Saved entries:
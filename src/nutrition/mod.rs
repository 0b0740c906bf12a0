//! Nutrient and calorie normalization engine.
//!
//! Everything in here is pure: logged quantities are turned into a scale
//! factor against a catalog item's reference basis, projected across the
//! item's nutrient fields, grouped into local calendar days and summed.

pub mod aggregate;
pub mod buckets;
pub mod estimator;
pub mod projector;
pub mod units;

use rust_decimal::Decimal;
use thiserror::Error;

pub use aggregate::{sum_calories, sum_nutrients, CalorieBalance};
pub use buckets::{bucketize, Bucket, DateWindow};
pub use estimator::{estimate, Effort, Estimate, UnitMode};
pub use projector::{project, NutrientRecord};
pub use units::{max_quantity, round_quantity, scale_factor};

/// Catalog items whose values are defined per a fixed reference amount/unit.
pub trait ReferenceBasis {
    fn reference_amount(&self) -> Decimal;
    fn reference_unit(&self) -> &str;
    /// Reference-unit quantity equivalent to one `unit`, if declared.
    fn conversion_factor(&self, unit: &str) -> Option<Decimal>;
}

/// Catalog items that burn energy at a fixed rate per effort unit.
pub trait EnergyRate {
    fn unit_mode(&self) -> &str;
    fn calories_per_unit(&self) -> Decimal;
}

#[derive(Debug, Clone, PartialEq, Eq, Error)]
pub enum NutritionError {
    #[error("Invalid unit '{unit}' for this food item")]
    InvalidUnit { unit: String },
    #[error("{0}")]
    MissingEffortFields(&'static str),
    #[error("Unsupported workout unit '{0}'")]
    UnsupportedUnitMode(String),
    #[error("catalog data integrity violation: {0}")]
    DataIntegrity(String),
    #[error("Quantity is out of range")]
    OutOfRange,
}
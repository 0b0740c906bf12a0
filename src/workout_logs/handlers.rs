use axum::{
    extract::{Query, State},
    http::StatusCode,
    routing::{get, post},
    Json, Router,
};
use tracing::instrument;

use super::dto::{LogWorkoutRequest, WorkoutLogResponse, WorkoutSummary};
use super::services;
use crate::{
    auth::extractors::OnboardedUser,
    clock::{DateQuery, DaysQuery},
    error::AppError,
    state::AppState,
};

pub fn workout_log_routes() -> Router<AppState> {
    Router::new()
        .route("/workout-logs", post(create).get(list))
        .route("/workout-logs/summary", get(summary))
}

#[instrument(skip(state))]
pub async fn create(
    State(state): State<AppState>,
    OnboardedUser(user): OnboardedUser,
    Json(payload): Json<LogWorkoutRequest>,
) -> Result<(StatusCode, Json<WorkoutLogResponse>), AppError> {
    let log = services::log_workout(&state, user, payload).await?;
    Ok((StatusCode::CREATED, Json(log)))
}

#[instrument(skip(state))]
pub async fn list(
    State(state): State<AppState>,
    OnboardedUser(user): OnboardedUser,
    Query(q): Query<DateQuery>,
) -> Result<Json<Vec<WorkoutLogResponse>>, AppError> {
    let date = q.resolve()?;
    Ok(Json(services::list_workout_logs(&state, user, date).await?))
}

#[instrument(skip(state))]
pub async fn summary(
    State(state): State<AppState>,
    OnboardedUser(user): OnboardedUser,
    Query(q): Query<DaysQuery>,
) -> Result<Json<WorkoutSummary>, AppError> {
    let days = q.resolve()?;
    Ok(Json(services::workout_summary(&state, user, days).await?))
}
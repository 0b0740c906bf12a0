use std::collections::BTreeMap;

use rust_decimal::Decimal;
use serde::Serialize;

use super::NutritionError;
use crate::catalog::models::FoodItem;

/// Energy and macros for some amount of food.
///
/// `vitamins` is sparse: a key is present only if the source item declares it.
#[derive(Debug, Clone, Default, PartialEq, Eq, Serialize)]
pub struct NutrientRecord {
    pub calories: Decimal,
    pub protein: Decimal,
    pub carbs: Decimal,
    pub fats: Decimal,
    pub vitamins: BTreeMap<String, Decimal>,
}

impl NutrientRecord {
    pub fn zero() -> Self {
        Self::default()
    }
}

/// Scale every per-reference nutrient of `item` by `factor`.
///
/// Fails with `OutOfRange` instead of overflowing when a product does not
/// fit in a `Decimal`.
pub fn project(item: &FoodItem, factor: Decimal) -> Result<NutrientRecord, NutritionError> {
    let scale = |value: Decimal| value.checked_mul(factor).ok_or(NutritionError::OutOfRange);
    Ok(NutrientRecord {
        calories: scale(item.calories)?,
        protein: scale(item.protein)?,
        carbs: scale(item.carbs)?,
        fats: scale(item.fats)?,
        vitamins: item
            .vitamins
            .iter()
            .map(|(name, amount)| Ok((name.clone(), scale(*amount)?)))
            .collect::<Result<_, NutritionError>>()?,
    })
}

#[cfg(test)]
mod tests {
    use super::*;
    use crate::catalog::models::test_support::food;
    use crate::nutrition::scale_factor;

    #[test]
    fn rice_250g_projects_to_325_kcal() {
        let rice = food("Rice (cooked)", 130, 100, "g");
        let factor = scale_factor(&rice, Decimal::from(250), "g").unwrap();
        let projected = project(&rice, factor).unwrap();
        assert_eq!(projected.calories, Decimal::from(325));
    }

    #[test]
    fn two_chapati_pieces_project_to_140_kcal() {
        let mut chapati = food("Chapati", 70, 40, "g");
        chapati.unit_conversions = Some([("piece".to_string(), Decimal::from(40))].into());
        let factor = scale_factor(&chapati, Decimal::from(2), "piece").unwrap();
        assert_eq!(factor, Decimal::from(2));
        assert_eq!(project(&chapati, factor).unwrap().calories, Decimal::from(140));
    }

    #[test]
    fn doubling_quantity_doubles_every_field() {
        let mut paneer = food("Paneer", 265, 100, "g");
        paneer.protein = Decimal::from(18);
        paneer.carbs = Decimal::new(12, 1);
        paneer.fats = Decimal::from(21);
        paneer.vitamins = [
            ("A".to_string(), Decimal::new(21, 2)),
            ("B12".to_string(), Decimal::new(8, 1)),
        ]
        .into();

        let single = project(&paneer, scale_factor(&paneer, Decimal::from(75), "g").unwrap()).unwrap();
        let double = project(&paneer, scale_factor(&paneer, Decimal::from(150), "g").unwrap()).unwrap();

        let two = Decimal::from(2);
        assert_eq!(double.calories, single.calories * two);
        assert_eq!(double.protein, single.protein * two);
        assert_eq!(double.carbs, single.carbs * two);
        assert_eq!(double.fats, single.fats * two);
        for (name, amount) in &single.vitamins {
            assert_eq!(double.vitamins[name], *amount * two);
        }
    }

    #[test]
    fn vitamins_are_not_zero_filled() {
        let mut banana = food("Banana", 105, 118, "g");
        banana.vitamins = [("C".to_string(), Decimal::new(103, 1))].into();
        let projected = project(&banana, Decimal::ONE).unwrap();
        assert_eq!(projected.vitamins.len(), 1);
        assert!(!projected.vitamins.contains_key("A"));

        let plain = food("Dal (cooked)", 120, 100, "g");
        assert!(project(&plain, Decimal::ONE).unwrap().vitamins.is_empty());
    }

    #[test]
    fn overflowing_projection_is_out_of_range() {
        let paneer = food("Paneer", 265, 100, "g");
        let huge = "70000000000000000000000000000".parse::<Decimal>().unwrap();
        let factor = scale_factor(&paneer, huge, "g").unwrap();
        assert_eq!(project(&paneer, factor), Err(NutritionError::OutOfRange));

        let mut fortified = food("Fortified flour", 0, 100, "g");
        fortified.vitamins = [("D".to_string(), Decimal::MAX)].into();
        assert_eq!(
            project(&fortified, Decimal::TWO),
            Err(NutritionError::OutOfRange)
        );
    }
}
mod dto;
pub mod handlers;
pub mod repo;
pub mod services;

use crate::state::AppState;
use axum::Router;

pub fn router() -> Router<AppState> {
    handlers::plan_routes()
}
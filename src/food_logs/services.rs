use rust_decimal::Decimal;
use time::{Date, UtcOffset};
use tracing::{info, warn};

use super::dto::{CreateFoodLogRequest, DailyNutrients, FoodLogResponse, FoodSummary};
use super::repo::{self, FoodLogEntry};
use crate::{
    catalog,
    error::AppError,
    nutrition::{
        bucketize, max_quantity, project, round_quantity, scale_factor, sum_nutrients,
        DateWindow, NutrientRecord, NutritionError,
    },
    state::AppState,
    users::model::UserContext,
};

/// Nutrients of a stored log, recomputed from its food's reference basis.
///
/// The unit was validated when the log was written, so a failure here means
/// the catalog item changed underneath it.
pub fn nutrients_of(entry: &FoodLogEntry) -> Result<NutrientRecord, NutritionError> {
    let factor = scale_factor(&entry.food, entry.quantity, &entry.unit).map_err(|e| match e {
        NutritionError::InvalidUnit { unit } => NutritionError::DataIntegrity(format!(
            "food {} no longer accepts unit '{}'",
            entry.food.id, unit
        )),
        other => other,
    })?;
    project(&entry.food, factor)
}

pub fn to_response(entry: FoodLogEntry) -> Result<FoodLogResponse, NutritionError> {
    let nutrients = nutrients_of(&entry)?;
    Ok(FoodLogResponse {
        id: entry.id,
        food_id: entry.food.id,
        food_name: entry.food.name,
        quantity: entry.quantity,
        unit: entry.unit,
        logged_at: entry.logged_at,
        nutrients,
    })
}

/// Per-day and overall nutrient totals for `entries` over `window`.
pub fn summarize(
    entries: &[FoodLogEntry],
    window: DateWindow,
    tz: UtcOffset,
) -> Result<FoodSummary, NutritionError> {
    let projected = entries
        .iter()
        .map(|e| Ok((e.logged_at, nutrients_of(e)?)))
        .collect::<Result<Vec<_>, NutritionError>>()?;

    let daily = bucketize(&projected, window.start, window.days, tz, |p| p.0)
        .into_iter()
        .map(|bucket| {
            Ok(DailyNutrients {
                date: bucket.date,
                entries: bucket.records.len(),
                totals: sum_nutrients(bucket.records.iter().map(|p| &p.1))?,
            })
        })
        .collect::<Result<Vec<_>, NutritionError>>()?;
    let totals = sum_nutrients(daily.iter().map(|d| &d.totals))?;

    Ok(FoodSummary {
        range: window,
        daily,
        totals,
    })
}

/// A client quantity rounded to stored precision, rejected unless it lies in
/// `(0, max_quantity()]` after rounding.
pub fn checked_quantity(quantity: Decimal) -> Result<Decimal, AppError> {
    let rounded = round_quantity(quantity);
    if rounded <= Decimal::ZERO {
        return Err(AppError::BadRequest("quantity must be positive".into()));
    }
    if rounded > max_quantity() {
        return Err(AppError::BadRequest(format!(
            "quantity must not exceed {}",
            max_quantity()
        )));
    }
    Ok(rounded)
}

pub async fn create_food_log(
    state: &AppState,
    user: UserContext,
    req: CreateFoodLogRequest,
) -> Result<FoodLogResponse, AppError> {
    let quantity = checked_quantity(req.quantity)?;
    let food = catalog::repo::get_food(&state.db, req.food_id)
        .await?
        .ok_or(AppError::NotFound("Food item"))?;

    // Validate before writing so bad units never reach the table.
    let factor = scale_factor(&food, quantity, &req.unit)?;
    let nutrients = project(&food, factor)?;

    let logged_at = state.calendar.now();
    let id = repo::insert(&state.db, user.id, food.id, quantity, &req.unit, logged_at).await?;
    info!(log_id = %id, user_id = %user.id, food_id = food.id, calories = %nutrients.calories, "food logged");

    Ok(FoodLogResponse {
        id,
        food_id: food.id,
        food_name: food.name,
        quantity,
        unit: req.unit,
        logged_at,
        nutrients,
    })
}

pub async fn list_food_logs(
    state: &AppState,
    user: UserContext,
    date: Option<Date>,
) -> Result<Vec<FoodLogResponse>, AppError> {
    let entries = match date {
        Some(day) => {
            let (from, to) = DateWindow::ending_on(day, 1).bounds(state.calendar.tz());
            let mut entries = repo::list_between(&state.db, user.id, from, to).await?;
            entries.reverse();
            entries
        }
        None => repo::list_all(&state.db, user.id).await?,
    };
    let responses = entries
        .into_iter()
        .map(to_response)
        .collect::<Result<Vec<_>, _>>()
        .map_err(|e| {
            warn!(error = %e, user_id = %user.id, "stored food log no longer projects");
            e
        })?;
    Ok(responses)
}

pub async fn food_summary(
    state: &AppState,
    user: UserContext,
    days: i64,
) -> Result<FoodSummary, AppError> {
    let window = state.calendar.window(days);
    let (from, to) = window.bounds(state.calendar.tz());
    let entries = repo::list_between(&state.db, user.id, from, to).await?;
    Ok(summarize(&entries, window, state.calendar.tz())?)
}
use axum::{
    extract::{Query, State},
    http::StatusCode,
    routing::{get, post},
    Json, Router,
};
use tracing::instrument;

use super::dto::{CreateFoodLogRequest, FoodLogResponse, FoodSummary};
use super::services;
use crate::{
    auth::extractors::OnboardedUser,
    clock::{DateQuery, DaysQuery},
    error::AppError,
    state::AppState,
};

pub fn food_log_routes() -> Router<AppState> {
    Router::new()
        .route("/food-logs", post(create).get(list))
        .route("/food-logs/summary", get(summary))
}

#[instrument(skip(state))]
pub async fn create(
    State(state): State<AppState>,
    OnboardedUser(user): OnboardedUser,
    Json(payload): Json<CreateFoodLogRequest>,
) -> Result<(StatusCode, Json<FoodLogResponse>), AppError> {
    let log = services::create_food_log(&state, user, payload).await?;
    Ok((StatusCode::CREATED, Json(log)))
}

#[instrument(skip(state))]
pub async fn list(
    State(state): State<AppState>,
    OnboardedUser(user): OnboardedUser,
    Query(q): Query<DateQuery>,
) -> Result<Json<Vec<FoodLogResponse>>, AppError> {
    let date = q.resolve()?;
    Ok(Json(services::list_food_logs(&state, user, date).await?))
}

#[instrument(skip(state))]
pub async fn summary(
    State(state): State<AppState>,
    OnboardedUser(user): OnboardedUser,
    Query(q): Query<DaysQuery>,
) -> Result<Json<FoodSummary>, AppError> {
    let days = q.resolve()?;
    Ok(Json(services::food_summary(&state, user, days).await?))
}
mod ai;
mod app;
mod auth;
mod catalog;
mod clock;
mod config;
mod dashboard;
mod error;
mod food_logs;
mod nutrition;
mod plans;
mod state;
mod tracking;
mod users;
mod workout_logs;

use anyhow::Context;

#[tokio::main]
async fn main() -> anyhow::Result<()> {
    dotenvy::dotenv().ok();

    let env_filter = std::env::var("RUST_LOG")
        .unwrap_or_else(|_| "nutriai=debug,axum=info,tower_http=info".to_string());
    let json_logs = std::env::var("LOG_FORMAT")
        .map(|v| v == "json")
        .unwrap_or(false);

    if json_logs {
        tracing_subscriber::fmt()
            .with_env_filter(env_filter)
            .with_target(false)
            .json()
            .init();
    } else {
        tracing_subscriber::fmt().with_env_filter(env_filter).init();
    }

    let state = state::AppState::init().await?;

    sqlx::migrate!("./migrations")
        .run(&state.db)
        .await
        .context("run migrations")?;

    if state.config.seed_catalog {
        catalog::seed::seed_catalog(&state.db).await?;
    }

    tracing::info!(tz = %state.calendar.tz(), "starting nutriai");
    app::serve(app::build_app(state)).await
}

_TASK DIRECTIONS_
Work out how many lines of the data above hold the word "nutriai", and write only the count.

_OUTPUT FOR THIS TASK_
2